»»

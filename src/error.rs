//! Error types for query validation and the search service call

use thiserror::Error;

/// Message shown when a failure carries no usable detail
pub const GENERIC_FAILURE_MESSAGE: &str = "An error occurred during the search.";

/// Problems with the form input, detected before any request is made
#[derive(Debug, Clone, PartialEq, Eq, Error)]
pub enum InputError {
    /// Search text is empty or whitespace. Treated as a no-op, never shown.
    #[error("search text is empty")]
    EmptyText,
    #[error("Maximum pages must be greater than or equal to minimum pages.")]
    InvertedPageRange { min: u32, max: u32 },
    #[error("'{0}' is not a valid result count (10 to 100, in steps of 10)")]
    InvalidResultCount(String),
}

/// Failure talking to the search service
#[derive(Debug, Error)]
pub enum ServiceError {
    /// Service answered with a non-success status
    #[error("search service returned HTTP {status}")]
    Http {
        status: u16,
        detail: Option<String>,
    },
    #[error("search service request timed out")]
    Timeout,
    #[error("could not reach search service: {0}")]
    Transport(#[source] reqwest::Error),
    #[error("malformed search service response: {0}")]
    Decode(#[from] serde_json::Error),
}

impl ServiceError {
    /// Text to show the user for this failure.
    ///
    /// Only an error body from the service carries a detail worth showing;
    /// everything else gets the generic message.
    pub fn user_message(&self) -> String {
        match self {
            ServiceError::Http {
                detail: Some(detail),
                ..
            } => detail.clone(),
            _ => GENERIC_FAILURE_MESSAGE.to_string(),
        }
    }
}

impl From<reqwest::Error> for ServiceError {
    fn from(err: reqwest::Error) -> Self {
        if err.is_timeout() {
            ServiceError::Timeout
        } else {
            ServiceError::Transport(err)
        }
    }
}

#[cfg(test)]
mod tests {
    use super::*;

    #[test]
    fn test_http_detail_is_user_message() {
        let err = ServiceError::Http {
            status: 429,
            detail: Some("rate limited".to_string()),
        };
        assert_eq!(err.user_message(), "rate limited");
    }

    #[test]
    fn test_missing_detail_falls_back() {
        let err = ServiceError::Http {
            status: 500,
            detail: None,
        };
        assert_eq!(err.user_message(), GENERIC_FAILURE_MESSAGE);
        assert_eq!(ServiceError::Timeout.user_message(), GENERIC_FAILURE_MESSAGE);
    }

    #[test]
    fn test_decode_error_falls_back() {
        let err: ServiceError = serde_json::from_str::<serde_json::Value>("{")
            .unwrap_err()
            .into();
        assert_eq!(err.user_message(), GENERIC_FAILURE_MESSAGE);
    }
}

««

When the line containing "#[derive(Debug, Clone, PartialEq, Eq, Error)]" is reached, include it and stop. Until then, output each line of the entries exactly as given, starting from the first.

filename src/error.rs
//! Error types for query validation and the search service call

use thiserror::Error;

/// Message shown when a failure carries no usable detail
pub const GENERIC_FAILURE_MESSAGE: &str = "An error occurred during the search.";

/// Problems with the form input, detected before any request is made
#[derive(Debug, Clone, PartialEq, Eq, Error)]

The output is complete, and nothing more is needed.